• [Activity]: A single number is all that's needed: how many lines in the data contain the string "skipped".

• [Exercise materials]:
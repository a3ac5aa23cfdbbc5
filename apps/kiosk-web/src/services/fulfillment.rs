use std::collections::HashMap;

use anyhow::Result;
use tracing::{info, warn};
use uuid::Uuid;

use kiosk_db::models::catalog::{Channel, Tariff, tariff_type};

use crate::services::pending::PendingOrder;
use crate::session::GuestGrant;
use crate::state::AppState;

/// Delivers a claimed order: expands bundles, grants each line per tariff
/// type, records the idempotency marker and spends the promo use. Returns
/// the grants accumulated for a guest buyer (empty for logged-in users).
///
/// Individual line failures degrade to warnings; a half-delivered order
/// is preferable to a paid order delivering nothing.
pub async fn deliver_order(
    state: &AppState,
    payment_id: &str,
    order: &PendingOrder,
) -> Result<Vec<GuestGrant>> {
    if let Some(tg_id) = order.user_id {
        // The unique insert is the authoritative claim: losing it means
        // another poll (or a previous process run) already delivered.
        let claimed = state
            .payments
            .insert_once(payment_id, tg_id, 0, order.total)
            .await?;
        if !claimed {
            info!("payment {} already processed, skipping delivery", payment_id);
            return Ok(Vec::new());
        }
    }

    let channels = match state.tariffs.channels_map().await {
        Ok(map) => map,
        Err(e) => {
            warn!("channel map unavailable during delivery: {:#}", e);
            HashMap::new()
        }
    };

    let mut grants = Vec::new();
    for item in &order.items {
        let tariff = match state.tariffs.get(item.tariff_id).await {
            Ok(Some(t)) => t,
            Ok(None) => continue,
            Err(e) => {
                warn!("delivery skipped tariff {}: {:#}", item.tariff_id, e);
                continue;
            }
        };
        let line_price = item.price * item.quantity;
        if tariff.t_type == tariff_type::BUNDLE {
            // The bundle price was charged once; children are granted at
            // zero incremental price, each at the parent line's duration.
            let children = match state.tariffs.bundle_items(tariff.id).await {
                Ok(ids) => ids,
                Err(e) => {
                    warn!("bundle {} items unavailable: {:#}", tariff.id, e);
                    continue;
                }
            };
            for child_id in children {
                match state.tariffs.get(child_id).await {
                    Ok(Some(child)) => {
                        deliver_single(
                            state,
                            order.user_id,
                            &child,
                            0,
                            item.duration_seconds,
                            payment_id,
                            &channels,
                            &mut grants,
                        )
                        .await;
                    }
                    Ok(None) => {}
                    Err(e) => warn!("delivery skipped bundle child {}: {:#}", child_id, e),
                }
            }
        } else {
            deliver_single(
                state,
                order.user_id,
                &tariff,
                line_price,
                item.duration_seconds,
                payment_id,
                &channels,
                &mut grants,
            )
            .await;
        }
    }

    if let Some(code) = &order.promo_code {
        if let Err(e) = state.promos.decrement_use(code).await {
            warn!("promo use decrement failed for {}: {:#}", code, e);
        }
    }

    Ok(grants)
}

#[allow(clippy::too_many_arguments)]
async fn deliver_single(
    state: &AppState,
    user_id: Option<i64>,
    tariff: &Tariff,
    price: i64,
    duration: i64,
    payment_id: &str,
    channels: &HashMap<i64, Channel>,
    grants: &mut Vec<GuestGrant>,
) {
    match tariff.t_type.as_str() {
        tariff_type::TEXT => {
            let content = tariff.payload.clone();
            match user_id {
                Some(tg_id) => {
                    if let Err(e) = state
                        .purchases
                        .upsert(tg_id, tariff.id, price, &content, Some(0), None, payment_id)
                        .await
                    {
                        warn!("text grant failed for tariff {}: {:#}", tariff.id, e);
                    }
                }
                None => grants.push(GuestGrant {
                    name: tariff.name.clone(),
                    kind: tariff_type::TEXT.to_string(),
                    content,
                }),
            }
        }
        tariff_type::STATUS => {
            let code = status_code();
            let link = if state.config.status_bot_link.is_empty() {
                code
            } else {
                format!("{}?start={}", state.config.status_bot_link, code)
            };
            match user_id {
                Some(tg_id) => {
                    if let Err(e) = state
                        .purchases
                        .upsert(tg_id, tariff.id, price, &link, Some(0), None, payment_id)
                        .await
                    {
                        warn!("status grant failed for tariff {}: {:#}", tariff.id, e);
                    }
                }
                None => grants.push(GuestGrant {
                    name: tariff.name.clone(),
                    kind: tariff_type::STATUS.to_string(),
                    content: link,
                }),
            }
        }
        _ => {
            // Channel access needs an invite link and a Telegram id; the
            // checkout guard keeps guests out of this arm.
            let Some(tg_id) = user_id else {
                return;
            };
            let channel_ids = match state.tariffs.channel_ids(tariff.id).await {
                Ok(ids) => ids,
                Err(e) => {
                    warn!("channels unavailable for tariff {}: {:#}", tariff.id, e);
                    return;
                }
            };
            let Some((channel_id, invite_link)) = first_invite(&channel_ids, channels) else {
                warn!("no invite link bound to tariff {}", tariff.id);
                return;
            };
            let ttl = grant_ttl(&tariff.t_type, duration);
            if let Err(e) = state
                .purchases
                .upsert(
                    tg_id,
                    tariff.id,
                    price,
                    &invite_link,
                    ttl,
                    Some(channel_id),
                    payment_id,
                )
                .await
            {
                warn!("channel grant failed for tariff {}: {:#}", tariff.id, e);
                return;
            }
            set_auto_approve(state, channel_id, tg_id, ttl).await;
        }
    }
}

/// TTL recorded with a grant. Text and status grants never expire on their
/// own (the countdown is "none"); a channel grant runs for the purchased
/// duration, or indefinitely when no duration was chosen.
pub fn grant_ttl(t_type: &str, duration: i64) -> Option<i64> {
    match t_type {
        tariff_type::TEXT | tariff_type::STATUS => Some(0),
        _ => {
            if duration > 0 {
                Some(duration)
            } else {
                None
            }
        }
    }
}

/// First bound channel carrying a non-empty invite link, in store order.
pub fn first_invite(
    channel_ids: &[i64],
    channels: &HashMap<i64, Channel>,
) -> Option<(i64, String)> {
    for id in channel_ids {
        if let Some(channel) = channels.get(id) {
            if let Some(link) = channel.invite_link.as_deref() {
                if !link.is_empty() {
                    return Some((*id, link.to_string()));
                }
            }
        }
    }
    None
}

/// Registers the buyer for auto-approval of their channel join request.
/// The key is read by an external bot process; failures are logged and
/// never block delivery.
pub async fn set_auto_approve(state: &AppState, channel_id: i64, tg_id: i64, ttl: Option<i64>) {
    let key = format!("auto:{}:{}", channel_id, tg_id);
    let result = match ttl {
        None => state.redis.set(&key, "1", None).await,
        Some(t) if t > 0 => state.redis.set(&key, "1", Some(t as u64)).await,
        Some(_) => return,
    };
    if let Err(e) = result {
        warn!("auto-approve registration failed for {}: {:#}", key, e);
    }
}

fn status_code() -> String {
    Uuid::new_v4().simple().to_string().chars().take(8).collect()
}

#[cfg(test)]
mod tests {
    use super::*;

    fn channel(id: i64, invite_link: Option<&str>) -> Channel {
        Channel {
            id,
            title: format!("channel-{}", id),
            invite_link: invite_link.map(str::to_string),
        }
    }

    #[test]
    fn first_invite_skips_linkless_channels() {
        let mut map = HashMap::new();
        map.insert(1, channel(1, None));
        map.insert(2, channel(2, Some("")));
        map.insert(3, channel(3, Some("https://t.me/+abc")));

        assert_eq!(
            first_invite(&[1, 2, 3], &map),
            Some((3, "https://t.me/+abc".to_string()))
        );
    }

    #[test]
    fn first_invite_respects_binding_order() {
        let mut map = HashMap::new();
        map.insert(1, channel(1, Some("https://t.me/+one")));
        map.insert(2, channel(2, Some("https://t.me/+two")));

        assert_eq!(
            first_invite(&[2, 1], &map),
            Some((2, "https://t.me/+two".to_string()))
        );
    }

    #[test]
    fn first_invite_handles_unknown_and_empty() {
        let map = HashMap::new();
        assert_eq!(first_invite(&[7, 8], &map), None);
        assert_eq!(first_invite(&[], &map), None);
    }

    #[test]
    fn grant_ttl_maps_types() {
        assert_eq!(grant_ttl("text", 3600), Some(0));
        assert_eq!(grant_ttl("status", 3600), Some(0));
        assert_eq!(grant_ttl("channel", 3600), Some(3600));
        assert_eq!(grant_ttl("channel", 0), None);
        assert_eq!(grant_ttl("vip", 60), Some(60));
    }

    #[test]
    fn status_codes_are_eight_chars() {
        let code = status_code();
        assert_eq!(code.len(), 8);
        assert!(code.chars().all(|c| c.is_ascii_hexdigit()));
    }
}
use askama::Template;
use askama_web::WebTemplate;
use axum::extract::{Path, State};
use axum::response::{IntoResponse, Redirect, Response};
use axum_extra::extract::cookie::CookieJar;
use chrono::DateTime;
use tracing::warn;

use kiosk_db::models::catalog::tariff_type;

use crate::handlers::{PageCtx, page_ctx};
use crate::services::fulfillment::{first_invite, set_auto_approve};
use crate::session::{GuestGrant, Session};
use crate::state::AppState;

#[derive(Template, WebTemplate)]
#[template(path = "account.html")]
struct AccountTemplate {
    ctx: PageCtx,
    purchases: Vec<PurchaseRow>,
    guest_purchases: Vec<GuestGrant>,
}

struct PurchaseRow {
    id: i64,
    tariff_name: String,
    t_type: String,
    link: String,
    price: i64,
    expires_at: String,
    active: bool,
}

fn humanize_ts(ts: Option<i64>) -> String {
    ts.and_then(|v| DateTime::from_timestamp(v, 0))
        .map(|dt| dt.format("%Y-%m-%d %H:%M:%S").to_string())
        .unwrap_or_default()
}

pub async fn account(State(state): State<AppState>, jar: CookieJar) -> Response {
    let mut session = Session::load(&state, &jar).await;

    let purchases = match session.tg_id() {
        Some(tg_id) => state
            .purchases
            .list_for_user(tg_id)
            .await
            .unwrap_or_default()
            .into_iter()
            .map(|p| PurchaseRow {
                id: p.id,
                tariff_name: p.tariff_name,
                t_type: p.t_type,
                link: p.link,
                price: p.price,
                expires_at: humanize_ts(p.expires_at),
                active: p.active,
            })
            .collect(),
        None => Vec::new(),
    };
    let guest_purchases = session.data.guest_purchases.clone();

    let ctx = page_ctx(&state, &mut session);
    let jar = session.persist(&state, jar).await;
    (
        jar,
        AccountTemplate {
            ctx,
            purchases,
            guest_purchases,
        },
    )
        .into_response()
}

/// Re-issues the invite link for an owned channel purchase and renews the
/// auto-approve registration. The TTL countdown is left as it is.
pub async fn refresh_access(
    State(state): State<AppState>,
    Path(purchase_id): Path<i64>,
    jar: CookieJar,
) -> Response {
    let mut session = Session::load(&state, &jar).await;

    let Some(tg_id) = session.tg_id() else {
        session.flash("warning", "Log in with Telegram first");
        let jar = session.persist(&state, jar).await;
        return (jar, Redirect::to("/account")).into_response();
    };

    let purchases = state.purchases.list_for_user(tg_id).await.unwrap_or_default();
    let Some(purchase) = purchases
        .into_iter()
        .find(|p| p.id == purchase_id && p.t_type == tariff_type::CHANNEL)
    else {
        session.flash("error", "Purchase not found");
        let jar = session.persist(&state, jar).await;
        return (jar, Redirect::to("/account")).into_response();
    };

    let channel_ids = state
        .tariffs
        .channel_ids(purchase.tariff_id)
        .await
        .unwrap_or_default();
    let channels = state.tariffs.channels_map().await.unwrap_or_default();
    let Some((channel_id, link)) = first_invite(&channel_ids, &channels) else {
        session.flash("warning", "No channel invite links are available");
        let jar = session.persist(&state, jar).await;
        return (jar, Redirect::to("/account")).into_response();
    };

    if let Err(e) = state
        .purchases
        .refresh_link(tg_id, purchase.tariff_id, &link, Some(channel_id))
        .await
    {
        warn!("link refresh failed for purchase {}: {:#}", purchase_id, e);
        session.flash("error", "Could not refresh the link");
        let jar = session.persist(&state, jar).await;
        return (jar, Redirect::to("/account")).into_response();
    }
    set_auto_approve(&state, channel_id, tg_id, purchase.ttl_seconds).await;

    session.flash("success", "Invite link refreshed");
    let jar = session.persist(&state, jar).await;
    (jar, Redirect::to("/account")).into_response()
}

==

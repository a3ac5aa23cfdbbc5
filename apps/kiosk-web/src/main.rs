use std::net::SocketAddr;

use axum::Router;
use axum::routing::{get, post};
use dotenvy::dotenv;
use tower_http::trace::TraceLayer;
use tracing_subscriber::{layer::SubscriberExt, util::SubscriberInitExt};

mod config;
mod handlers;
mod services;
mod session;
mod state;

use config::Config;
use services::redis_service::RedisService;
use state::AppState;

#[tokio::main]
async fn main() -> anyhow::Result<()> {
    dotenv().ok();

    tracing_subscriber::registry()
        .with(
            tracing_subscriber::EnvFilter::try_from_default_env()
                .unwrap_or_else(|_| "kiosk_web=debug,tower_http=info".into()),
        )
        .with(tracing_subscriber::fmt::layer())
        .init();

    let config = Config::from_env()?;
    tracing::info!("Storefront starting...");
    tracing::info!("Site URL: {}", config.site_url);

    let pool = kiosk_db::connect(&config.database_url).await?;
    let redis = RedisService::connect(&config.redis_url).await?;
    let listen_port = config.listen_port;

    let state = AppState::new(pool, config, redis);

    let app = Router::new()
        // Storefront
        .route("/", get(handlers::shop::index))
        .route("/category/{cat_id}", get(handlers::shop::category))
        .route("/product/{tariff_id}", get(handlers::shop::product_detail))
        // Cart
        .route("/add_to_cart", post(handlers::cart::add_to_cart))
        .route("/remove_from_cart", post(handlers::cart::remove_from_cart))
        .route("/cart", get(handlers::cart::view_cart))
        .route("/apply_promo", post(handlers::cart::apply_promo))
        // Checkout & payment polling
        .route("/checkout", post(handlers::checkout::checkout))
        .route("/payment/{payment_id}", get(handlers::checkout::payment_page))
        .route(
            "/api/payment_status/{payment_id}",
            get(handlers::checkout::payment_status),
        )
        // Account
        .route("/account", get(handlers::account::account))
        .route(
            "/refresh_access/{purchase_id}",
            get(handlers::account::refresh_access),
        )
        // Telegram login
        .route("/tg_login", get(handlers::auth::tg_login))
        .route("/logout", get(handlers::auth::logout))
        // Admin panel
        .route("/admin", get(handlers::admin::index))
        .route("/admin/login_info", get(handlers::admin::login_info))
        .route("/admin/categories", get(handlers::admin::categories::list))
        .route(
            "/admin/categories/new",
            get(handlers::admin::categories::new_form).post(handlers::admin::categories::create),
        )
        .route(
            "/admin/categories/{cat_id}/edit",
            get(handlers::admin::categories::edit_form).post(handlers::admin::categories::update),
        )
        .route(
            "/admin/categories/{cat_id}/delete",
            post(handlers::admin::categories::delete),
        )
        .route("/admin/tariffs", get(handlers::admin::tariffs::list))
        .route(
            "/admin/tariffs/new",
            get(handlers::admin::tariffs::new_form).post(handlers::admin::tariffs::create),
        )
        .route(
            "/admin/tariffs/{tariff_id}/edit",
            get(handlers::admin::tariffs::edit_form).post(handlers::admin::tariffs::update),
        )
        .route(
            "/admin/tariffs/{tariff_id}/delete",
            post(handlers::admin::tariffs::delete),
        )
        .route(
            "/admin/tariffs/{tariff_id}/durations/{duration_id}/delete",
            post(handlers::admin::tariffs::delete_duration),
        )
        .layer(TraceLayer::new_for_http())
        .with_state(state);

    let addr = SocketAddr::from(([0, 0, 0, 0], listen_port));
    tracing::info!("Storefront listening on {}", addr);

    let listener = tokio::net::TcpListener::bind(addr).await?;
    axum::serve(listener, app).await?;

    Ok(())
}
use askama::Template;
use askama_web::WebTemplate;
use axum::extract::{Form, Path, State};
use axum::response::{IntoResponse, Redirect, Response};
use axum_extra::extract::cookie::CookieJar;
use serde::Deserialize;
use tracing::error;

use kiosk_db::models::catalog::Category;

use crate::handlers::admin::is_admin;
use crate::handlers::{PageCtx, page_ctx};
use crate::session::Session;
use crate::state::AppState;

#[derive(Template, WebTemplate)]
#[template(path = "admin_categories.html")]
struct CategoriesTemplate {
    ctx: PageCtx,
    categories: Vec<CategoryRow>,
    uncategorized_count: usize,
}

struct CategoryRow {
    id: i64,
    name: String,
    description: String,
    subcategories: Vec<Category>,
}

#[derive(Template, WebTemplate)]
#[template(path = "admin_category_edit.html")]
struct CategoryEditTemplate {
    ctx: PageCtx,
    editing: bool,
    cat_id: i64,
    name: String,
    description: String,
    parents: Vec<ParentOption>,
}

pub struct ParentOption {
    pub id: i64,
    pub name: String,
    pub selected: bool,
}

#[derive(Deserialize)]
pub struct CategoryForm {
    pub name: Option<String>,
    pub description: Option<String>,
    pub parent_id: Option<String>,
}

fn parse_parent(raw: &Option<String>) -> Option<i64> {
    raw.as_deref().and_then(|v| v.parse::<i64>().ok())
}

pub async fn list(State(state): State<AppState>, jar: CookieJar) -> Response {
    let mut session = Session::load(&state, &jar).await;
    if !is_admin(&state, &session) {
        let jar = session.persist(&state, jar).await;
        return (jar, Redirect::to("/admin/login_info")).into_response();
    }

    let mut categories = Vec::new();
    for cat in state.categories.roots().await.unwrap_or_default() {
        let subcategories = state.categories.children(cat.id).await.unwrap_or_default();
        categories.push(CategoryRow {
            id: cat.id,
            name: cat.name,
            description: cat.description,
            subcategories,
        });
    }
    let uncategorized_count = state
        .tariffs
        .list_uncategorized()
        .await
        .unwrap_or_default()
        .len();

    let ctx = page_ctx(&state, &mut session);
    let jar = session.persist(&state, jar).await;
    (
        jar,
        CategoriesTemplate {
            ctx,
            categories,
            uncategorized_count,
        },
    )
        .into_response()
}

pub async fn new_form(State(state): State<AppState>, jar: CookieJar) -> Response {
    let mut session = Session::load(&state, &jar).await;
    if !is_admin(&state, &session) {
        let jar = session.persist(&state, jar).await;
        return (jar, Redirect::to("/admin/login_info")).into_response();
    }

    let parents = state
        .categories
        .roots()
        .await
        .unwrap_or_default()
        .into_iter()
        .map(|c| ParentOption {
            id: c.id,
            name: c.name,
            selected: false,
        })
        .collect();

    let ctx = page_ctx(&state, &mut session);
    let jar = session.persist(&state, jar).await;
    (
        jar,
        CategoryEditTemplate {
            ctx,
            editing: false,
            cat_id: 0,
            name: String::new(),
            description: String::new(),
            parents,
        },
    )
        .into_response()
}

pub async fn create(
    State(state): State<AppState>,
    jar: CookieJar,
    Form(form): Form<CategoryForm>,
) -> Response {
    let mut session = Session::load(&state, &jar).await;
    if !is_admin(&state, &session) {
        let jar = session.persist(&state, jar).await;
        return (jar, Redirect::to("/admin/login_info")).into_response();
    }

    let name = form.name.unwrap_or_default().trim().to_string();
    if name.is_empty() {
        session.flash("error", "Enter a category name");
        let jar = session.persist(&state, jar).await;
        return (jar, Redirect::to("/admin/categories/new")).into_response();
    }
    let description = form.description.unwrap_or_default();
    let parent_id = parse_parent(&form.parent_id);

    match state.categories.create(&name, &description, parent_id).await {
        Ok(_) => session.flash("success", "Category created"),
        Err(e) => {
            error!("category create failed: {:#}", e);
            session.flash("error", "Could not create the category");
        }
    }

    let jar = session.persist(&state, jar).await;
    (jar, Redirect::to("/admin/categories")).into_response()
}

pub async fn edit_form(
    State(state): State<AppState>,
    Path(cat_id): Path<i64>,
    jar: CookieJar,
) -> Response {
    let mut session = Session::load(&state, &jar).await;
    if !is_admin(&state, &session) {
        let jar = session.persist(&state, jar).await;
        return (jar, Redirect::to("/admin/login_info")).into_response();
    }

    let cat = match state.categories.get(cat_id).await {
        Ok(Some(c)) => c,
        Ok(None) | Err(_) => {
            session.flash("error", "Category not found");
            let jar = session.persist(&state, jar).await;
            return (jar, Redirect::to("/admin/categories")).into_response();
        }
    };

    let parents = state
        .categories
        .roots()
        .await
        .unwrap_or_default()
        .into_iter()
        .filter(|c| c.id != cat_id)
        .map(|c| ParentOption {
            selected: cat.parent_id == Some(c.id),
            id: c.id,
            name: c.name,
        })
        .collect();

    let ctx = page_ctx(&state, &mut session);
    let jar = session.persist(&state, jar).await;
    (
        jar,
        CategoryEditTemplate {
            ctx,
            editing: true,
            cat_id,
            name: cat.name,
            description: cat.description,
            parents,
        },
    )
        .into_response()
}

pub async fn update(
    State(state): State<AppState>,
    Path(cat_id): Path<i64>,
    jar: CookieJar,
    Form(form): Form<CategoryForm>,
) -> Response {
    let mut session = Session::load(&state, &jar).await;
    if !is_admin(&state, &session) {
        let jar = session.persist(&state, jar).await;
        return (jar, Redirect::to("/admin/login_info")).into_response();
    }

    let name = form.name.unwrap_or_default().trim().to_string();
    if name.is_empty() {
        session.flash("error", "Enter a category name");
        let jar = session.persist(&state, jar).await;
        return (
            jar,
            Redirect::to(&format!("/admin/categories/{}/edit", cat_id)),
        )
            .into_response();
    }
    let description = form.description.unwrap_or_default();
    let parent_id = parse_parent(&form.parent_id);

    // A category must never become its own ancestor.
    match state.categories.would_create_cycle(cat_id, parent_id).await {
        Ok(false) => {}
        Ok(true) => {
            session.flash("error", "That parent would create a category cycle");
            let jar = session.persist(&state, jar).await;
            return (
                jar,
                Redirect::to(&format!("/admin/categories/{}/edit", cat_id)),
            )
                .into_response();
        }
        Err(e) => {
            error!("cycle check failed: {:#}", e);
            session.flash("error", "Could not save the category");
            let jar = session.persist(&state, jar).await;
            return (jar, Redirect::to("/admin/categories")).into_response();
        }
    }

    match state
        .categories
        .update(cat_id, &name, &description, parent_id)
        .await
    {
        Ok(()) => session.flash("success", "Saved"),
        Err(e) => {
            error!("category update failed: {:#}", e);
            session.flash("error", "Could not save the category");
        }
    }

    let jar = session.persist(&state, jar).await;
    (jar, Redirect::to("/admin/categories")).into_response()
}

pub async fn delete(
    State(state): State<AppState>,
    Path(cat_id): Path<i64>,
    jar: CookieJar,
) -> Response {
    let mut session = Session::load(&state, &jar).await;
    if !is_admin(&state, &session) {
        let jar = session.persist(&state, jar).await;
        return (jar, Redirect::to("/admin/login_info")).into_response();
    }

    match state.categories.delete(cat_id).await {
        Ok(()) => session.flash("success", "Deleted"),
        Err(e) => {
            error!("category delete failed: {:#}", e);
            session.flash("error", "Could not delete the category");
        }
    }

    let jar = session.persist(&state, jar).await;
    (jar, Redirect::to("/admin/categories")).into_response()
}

==

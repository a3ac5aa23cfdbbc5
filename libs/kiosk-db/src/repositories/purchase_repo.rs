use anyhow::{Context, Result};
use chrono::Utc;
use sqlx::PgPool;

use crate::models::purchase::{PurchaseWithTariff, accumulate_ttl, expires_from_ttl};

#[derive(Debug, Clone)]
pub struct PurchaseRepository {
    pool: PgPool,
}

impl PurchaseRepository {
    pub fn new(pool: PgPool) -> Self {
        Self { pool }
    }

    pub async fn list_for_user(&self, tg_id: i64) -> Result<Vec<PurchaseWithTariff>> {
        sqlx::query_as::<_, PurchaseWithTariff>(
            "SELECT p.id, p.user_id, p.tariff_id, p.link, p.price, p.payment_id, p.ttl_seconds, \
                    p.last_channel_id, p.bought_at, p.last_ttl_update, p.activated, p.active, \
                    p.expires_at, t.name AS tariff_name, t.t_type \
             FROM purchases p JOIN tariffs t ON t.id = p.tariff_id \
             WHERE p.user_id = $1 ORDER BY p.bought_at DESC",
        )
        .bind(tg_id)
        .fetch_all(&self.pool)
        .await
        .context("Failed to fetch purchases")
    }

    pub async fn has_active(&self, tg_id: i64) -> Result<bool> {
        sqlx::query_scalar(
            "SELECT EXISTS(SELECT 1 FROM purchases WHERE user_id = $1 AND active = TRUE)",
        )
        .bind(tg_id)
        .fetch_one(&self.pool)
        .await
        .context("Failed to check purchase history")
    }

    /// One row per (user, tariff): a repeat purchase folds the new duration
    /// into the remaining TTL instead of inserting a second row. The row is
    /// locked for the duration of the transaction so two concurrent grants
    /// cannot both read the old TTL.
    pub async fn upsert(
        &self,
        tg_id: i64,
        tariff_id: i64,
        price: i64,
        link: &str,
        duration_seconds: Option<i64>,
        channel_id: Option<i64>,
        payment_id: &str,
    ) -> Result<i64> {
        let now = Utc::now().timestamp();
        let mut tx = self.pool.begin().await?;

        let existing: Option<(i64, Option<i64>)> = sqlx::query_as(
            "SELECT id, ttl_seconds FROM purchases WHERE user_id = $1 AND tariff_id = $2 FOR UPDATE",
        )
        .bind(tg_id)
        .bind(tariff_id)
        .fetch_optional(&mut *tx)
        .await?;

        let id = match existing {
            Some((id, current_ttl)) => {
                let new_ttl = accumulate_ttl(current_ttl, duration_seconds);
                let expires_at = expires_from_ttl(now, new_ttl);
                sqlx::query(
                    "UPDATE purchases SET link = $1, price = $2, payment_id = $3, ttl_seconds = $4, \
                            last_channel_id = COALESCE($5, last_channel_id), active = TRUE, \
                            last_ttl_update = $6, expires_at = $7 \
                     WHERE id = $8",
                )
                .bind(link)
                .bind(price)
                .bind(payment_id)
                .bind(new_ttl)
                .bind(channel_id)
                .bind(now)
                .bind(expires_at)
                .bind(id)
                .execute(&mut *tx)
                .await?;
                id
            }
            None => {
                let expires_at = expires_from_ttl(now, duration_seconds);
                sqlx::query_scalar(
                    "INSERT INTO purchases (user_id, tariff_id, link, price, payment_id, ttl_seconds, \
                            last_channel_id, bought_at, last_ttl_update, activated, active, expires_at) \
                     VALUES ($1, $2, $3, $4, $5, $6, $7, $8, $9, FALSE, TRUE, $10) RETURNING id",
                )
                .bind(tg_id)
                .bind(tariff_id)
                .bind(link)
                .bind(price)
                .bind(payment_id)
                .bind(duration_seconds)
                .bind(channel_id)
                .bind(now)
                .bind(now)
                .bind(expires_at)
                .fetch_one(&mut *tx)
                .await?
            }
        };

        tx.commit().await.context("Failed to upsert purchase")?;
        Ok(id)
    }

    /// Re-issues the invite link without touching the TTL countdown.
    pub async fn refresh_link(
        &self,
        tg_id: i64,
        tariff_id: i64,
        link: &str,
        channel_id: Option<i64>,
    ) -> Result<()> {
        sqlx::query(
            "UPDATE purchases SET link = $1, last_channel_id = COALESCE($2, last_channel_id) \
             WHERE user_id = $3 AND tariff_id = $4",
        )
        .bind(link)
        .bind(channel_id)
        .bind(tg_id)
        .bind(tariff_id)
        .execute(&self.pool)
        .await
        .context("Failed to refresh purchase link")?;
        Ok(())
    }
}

• [Response for this exercise]: 2